Identification of Cyclic Sulfonamides with an N- Arylacetamide Group as α-Glucosidase and α-Amylase Inhibitors: Biological Evaluation and Molecular Modeling.

Diabetes mellitus (DM), a complicated metabolic disorder, is due to insensitivity to insulin function or reduction in insulin secretion, which results in postprandial hyperglycemia. α-Glucosidase inhibitors (AGIs) and α-amylase inhibitors (AAIs) block the function of digestive enzymes, which delays the carbohydrate hydrolysis process and ultimately helps to control the postprandial hyperglycemia. Diversified 2-(3-(3-methoxybenzoyl)-4-hydroxy-1,1-dioxido-2 H -benzo[ e ][1,2]thiazin-2-yl)- N -arylacetamides were synthesized and evaluated for their in vitro inhibitory potential against α-glucosidase and α-amylase enzymes. The compounds with chloro, bromo and methyl substituents demonstrated good inhibition of α-glucosidase enzymes having IC 50 values in the range of 25.88-46.25 μM, which are less than the standard drug, acarbose (IC 50 = 58.8 μM).

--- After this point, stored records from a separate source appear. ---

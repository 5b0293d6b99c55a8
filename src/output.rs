//! CLI output formatting.
//!
//! Every command has a `format_*` function (returns `Vec<String>`) for
//! testability and a `print_*` wrapper that writes to stdout. Format
//! functions are pure: no I/O, no side effects.
//!
//! # Output Format
//!
//! ## Formats
//!
//! ```text
//! Crop adapter: image-rs
//! WebP: supported
//! AVIF: not supported
//! Binaries: /srv/shop/vendor/bin
//! ```
//!
//! ## Breakpoints
//!
//! ```text
//! 001 desktop 1920x600 (min-width: 1200px)
//! 002 tablet 992x400 (min-width: 768px) and (max-width: 1199px)
//! ```
//!
//! ## Crops
//!
//! ```text
//! Banner 12
//! 001 crop 4 (breakpoint 1)
//!     Image: banner_slider/responsive/12/desktop_3f9a0c1e.jpg
//!     WebP: banner_slider/responsive/12/desktop_3f9a0c1e.webp
//!     AVIF: -
//!
//! Generated 1 of 3 crops
//! ```

use crate::imaging::SupportedFormats;
use crate::types::{Breakpoint, ResponsiveCrop};
use std::path::Path;

/// Format a 1-based positional index as 3-digit zero-padded.
fn format_index(pos: usize) -> String {
    format!("{:0>3}", pos)
}

fn support(flag: bool) -> &'static str {
    if flag { "supported" } else { "not supported" }
}

fn artifact(path: Option<&str>) -> &str {
    path.unwrap_or("-")
}

pub fn format_formats(
    formats: SupportedFormats,
    adapter: Option<&str>,
    bin_dir: Option<&Path>,
) -> Vec<String> {
    vec![
        format!("Crop adapter: {}", adapter.unwrap_or("none")),
        format!("WebP: {}", support(formats.webp)),
        format!("AVIF: {}", support(formats.avif)),
        format!(
            "Binaries: {}",
            bin_dir.map_or_else(|| "none".to_string(), |dir| dir.display().to_string())
        ),
    ]
}

pub fn print_formats(formats: SupportedFormats, adapter: Option<&str>, bin_dir: Option<&Path>) {
    for line in format_formats(formats, adapter, bin_dir) {
        println!("{}", line);
    }
}

pub fn format_breakpoints(breakpoints: &[Breakpoint]) -> Vec<String> {
    if breakpoints.is_empty() {
        return vec!["No breakpoints created".to_string()];
    }
    breakpoints
        .iter()
        .enumerate()
        .map(|(i, bp)| {
            format!(
                "{} {} {}x{} {}",
                format_index(i + 1),
                bp.identifier,
                bp.target_width,
                bp.target_height,
                bp.media_query
            )
        })
        .collect()
}

pub fn print_breakpoints(breakpoints: &[Breakpoint]) {
    for line in format_breakpoints(breakpoints) {
        println!("{}", line);
    }
}

/// One crop: header plus its three artifact paths.
pub fn format_crop(index: usize, crop: &ResponsiveCrop) -> Vec<String> {
    let id = crop
        .crop_id
        .map(|id| id.to_string())
        .unwrap_or_else(|| "?".to_string());
    vec![
        format!(
            "{} crop {} (breakpoint {})",
            format_index(index),
            id,
            crop.breakpoint_id
        ),
        format!("    Image: {}", artifact(crop.cropped_image.as_deref())),
        format!("    WebP: {}", artifact(crop.webp_image.as_deref())),
        format!("    AVIF: {}", artifact(crop.avif_image.as_deref())),
    ]
}

/// Result of regenerating a banner: `total` is how many crops it owns.
pub fn format_generate_output(banner_id: u32, crops: &[ResponsiveCrop], total: usize) -> Vec<String> {
    let mut lines = vec![format!("Banner {}", banner_id)];
    for (i, crop) in crops.iter().enumerate() {
        lines.extend(format_crop(i + 1, crop));
    }
    lines.push(String::new());
    lines.push(format!("Generated {} of {} crops", crops.len(), total));
    lines
}

pub fn print_generate_output(banner_id: u32, crops: &[ResponsiveCrop], total: usize) {
    for line in format_generate_output(banner_id, crops, total) {
        println!("{}", line);
    }
}

pub fn print_crop(crop: &ResponsiveCrop) {
    for line in format_crop(1, crop) {
        println!("{}", line);
    }
}
//! Persistence for breakpoints and responsive crops.
//!
//! The pipeline only needs load/save/query-by-parent, expressed as the
//! [`CropRepository`] and [`BreakpointRepository`] traits. [`JsonStore`]
//! implements both over a single versioned JSON file:
//!
//! ```json
//! {
//!   "version": 1,
//!   "breakpoints": [ { "id": 1, "slider_id": 1, "identifier": "desktop", ... } ],
//!   "crops": [ { "crop_id": 1, "banner_id": 12, "breakpoint_id": 1, ... } ]
//! }
//! ```
//!
//! Every save writes through to disk before it becomes visible to readers,
//! so a crash never leaves the file behind the in-memory state. A store
//! without a path lives in memory only.

use crate::types::{Breakpoint, RecordError, ResponsiveCrop};
use serde::{Deserialize, Serialize};
use std::path::{Path, PathBuf};
use std::sync::{Mutex, MutexGuard};
use thiserror::Error;

/// Version of the store file format.
const STORE_VERSION: u32 = 1;

#[derive(Error, Debug)]
pub enum StoreError {
    #[error("IO error: {0}")]
    Io(#[from] std::io::Error),
    #[error("JSON error: {0}")]
    Json(#[from] serde_json::Error),
    #[error("Store file version {found} is not supported (expected {expected})", expected = STORE_VERSION)]
    Version { found: u32 },
    #[error("Invalid record: {0}")]
    Invalid(#[from] RecordError),
    #[error("A crop for banner {banner_id} and breakpoint {breakpoint_id} already exists")]
    DuplicateCrop { banner_id: u32, breakpoint_id: u32 },
    #[error("Store lock poisoned")]
    Poisoned,
}

pub trait CropRepository {
    fn get_crop(&self, crop_id: u32) -> Result<Option<ResponsiveCrop>, StoreError>;

    /// All crops of a banner, by sort order.
    fn crops_for_banner(&self, banner_id: u32) -> Result<Vec<ResponsiveCrop>, StoreError>;

    /// Insert or update; assigns `crop_id` when absent and returns it.
    fn save_crop(&self, crop: &mut ResponsiveCrop) -> Result<u32, StoreError>;
}

pub trait BreakpointRepository {
    fn get_breakpoint(&self, id: u32) -> Result<Option<Breakpoint>, StoreError>;

    /// All breakpoints of a slider, by sort order.
    fn breakpoints_for_slider(&self, slider_id: u32) -> Result<Vec<Breakpoint>, StoreError>;

    /// Validate, then insert or update; assigns `id` when absent and returns it.
    fn save_breakpoint(&self, breakpoint: &mut Breakpoint) -> Result<u32, StoreError>;
}

#[derive(Debug, Clone, Serialize, Deserialize)]
struct StoreData {
    version: u32,
    #[serde(default)]
    breakpoints: Vec<Breakpoint>,
    #[serde(default)]
    crops: Vec<ResponsiveCrop>,
}

impl StoreData {
    fn empty() -> Self {
        Self {
            version: STORE_VERSION,
            breakpoints: Vec::new(),
            crops: Vec::new(),
        }
    }
}

#[derive(Debug)]
pub struct JsonStore {
    path: Option<PathBuf>,
    data: Mutex<StoreData>,
}

impl JsonStore {
    /// Open the store at `path`. A missing file is an empty store.
    pub fn open(path: impl Into<PathBuf>) -> Result<Self, StoreError> {
        let path = path.into();
        let data = if path.exists() {
            let content = std::fs::read_to_string(&path)?;
            let data: StoreData = serde_json::from_str(&content)?;
            if data.version != STORE_VERSION {
                return Err(StoreError::Version {
                    found: data.version,
                });
            }
            data
        } else {
            StoreData::empty()
        };
        Ok(Self {
            path: Some(path),
            data: Mutex::new(data),
        })
    }

    pub fn in_memory() -> Self {
        Self {
            path: None,
            data: Mutex::new(StoreData::empty()),
        }
    }

    pub fn path(&self) -> Option<&Path> {
        self.path.as_deref()
    }

    fn lock(&self) -> Result<MutexGuard<'_, StoreData>, StoreError> {
        self.data.lock().map_err(|_| StoreError::Poisoned)
    }

    /// Apply `change` to a copy of the data, persist it, then publish it.
    fn commit<T>(
        &self,
        change: impl FnOnce(&mut StoreData) -> Result<T, StoreError>,
    ) -> Result<T, StoreError> {
        let mut data = self.lock()?;
        let mut next = data.clone();
        let out = change(&mut next)?;
        self.persist(&next)?;
        *data = next;
        Ok(out)
    }

    fn persist(&self, data: &StoreData) -> Result<(), StoreError> {
        let Some(path) = &self.path else {
            return Ok(());
        };
        if let Some(dir) = path.parent()
            && !dir.as_os_str().is_empty()
        {
            std::fs::create_dir_all(dir)?;
        }
        let staging = path.with_extension("json.part");
        std::fs::write(&staging, serde_json::to_string_pretty(data)?)?;
        std::fs::rename(&staging, path)?;
        Ok(())
    }
}

impl CropRepository for JsonStore {
    fn get_crop(&self, crop_id: u32) -> Result<Option<ResponsiveCrop>, StoreError> {
        let data = self.lock()?;
        Ok(data
            .crops
            .iter()
            .find(|c| c.crop_id == Some(crop_id))
            .cloned())
    }

    fn crops_for_banner(&self, banner_id: u32) -> Result<Vec<ResponsiveCrop>, StoreError> {
        let data = self.lock()?;
        let mut crops: Vec<_> = data
            .crops
            .iter()
            .filter(|c| c.banner_id == banner_id)
            .cloned()
            .collect();
        crops.sort_by_key(|c| (c.sort_order, c.crop_id));
        Ok(crops)
    }

    fn save_crop(&self, crop: &mut ResponsiveCrop) -> Result<u32, StoreError> {
        let id = self.commit(|data| {
            let clash = data.crops.iter().any(|c| {
                c.banner_id == crop.banner_id
                    && c.breakpoint_id == crop.breakpoint_id
                    && c.crop_id != crop.crop_id
            });
            if clash {
                return Err(StoreError::DuplicateCrop {
                    banner_id: crop.banner_id,
                    breakpoint_id: crop.breakpoint_id,
                });
            }

            let id = crop.crop_id.unwrap_or_else(|| {
                data.crops.iter().filter_map(|c| c.crop_id).max().unwrap_or(0) + 1
            });
            let mut record = crop.clone();
            record.crop_id = Some(id);
            match data.crops.iter_mut().find(|c| c.crop_id == Some(id)) {
                Some(existing) => *existing = record,
                None => data.crops.push(record),
            }
            Ok(id)
        })?;
        crop.crop_id = Some(id);
        Ok(id)
    }
}

impl BreakpointRepository for JsonStore {
    fn get_breakpoint(&self, id: u32) -> Result<Option<Breakpoint>, StoreError> {
        let data = self.lock()?;
        Ok(data.breakpoints.iter().find(|b| b.id == Some(id)).cloned())
    }

    fn breakpoints_for_slider(&self, slider_id: u32) -> Result<Vec<Breakpoint>, StoreError> {
        let data = self.lock()?;
        let mut breakpoints: Vec<_> = data
            .breakpoints
            .iter()
            .filter(|b| b.slider_id == slider_id)
            .cloned()
            .collect();
        breakpoints.sort_by_key(|b| (b.sort_order, b.id));
        Ok(breakpoints)
    }

    fn save_breakpoint(&self, breakpoint: &mut Breakpoint) -> Result<u32, StoreError> {
        breakpoint.validate()?;
        let id = self.commit(|data| {
            let id = breakpoint.id.unwrap_or_else(|| {
                data.breakpoints.iter().filter_map(|b| b.id).max().unwrap_or(0) + 1
            });
            let mut record = breakpoint.clone();
            record.id = Some(id);
            match data.breakpoints.iter_mut().find(|b| b.id == Some(id)) {
                Some(existing) => *existing = record,
                None => data.breakpoints.push(record),
            }
            Ok(id)
        })?;
        breakpoint.id = Some(id);
        Ok(id)
    }
}
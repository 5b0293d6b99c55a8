//! Persisted records shared by the generator, the upload path, and the store.
//!
//! These types are serialized as-is into the JSON store; optional fields are
//! `null` until set.

use serde::{Deserialize, Serialize};
use thiserror::Error;

#[derive(Error, Debug, PartialEq, Eq)]
pub enum RecordError {
    #[error("Breakpoint '{0}' is active but has a zero target dimension")]
    ZeroTarget(String),
    #[error("Breakpoint identifier must not be empty")]
    EmptyIdentifier,
}

/// A named viewport range with the image size generated for it.
#[derive(Debug, Clone, PartialEq, Eq, Serialize, Deserialize)]
pub struct Breakpoint {
    /// Assigned by the store on first save.
    #[serde(default)]
    pub id: Option<u32>,
    pub slider_id: u32,
    pub name: String,
    /// Slug used in artifact file names (`desktop`, `tablet`, ...).
    pub identifier: String,
    pub media_query: String,
    pub min_width: u32,
    pub target_width: u32,
    pub target_height: u32,
    pub sort_order: i32,
    pub is_active: bool,
}

impl Breakpoint {
    pub fn validate(&self) -> Result<(), RecordError> {
        if self.identifier.trim().is_empty() {
            return Err(RecordError::EmptyIdentifier);
        }
        if self.is_active && (self.target_width == 0 || self.target_height == 0) {
            return Err(RecordError::ZeroTarget(self.identifier.clone()));
        }
        Ok(())
    }
}

/// How one banner image is cropped and converted for one breakpoint.
///
/// At most one crop exists per `(banner_id, breakpoint_id)`. Artifact paths
/// are relative to the media directory and are either all `None` or have
/// `cropped_image` set.
#[derive(Debug, Clone, Default, PartialEq, Eq, Serialize, Deserialize)]
#[serde(default)]
pub struct ResponsiveCrop {
    pub crop_id: Option<u32>,
    pub banner_id: u32,
    pub breakpoint_id: u32,
    /// Source image, relative to the media directory.
    pub source_image: Option<String>,
    pub crop_x: Option<u32>,
    pub crop_y: Option<u32>,
    pub crop_width: Option<u32>,
    pub crop_height: Option<u32>,
    pub generate_webp: bool,
    pub generate_avif: bool,
    pub webp_quality: Option<u32>,
    pub avif_quality: Option<u32>,
    pub cropped_image: Option<String>,
    pub webp_image: Option<String>,
    pub avif_image: Option<String>,
    pub sort_order: i32,
}

impl ResponsiveCrop {
    pub fn new(banner_id: u32, breakpoint_id: u32) -> Self {
        Self {
            banner_id,
            breakpoint_id,
            generate_webp: true,
            generate_avif: true,
            ..Self::default()
        }
    }

    /// Source image reference, treating an empty string as absent.
    pub fn source(&self) -> Option<&str> {
        self.source_image.as_deref().filter(|s| !s.trim().is_empty())
    }

    pub fn has_artifacts(&self) -> bool {
        self.cropped_image.is_some() || self.webp_image.is_some() || self.avif_image.is_some()
    }

    /// Paths of every generated artifact currently recorded.
    pub fn artifact_paths(&self) -> Vec<&str> {
        [&self.cropped_image, &self.webp_image, &self.avif_image]
            .into_iter()
            .filter_map(|p| p.as_deref())
            .collect()
    }

    pub fn clear_artifacts(&mut self) {
        self.cropped_image = None;
        self.webp_image = None;
        self.avif_image = None;
    }
}
//! Crop-then-resize using the best available adapter.
//!
//! Unlike format conversion, cropping fails loudly: without a primary image
//! no derivative is meaningful, so every problem is returned as a
//! [`CropError`] for the caller to surface.

use super::backend::{BackendError, ImageAdapter};
use super::converters::is_readable_file;
use super::params::{CropParams, CropRect, Quality};
use super::rust_backend::RustAdapter;
use std::path::{Path, PathBuf};
use thiserror::Error;
use tracing::debug;

#[derive(Error, Debug)]
pub enum CropError {
    #[error("No image processing adapter is available")]
    NoAdapter,
    #[error("Source image does not exist or is not readable: {0}")]
    SourceUnreadable(PathBuf),
    #[error("Failed to create destination directory {path}: {source}")]
    CreateDir {
        path: PathBuf,
        source: std::io::Error,
    },
    #[error("Failed to crop image: {0}")]
    Failed(#[from] BackendError),
}

pub struct CropProcessor {
    adapters: Vec<Box<dyn ImageAdapter>>,
    quality: Quality,
}

impl CropProcessor {
    /// Processor over `adapters`, most preferred first. `quality` applies to
    /// lossy primary formats.
    pub fn new(adapters: Vec<Box<dyn ImageAdapter>>, quality: Quality) -> Self {
        Self { adapters, quality }
    }

    pub fn with_default_adapters(quality: Quality) -> Self {
        Self::new(vec![Box::new(RustAdapter::new())], quality)
    }

    fn select_adapter(&self) -> Option<&dyn ImageAdapter> {
        self.adapters
            .iter()
            .map(|a| a.as_ref())
            .find(|a| a.is_available())
    }

    pub fn is_adapter_available(&self) -> bool {
        self.select_adapter().is_some()
    }

    pub fn available_adapter_name(&self) -> Option<&'static str> {
        self.select_adapter().map(|a| a.name())
    }

    /// Crop `rect` out of `source`, resize to `target`, and write `destination`.
    pub fn crop(
        &self,
        source: &Path,
        rect: CropRect,
        target: (u32, u32),
        destination: &Path,
    ) -> Result<PathBuf, CropError> {
        let adapter = self.select_adapter().ok_or(CropError::NoAdapter)?;

        if !is_readable_file(source) {
            return Err(CropError::SourceUnreadable(source.to_path_buf()));
        }

        if let Some(dir) = destination.parent()
            && !dir.as_os_str().is_empty()
        {
            std::fs::create_dir_all(dir).map_err(|e| CropError::CreateDir {
                path: dir.to_path_buf(),
                source: e,
            })?;
        }

        let params = CropParams {
            source: source.to_path_buf(),
            output: destination.to_path_buf(),
            rect,
            target_width: target.0,
            target_height: target.1,
            quality: self.quality,
        };
        debug!(adapter = adapter.name(), ?rect, ?target, "Cropping image");
        adapter.crop_resize(&params)?;

        Ok(destination.to_path_buf())
    }
}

Similarly, some derivatives having chloro, bromo and nitro substituents were observed potent inhibitors of α-amylase enzyme, with IC 50 values of 7.52 to 15.06 μM, lower than acarbose (IC 50 = 17.0 μM). In addition, the most potent compound, N -(4-bromophenyl)-2-(4-hydroxy-3-(3-methoxybenzoyl)-1,1-dioxido-2 H -benzo[e][1,2]thiazin-2-yl)acetamide ( 12i ), was found to be a non-competitive and competitive inhibitor of α-glucosidase and α-amylase enzymes, respectively, during kinetic studies. The molecular docking studies provided the binding modes of active compounds and the molecular dynamics simulation studies of compound 12i in complex with α-amylase also showed that the compound is binding in a fashion similar to that predicted by molecular docking studies.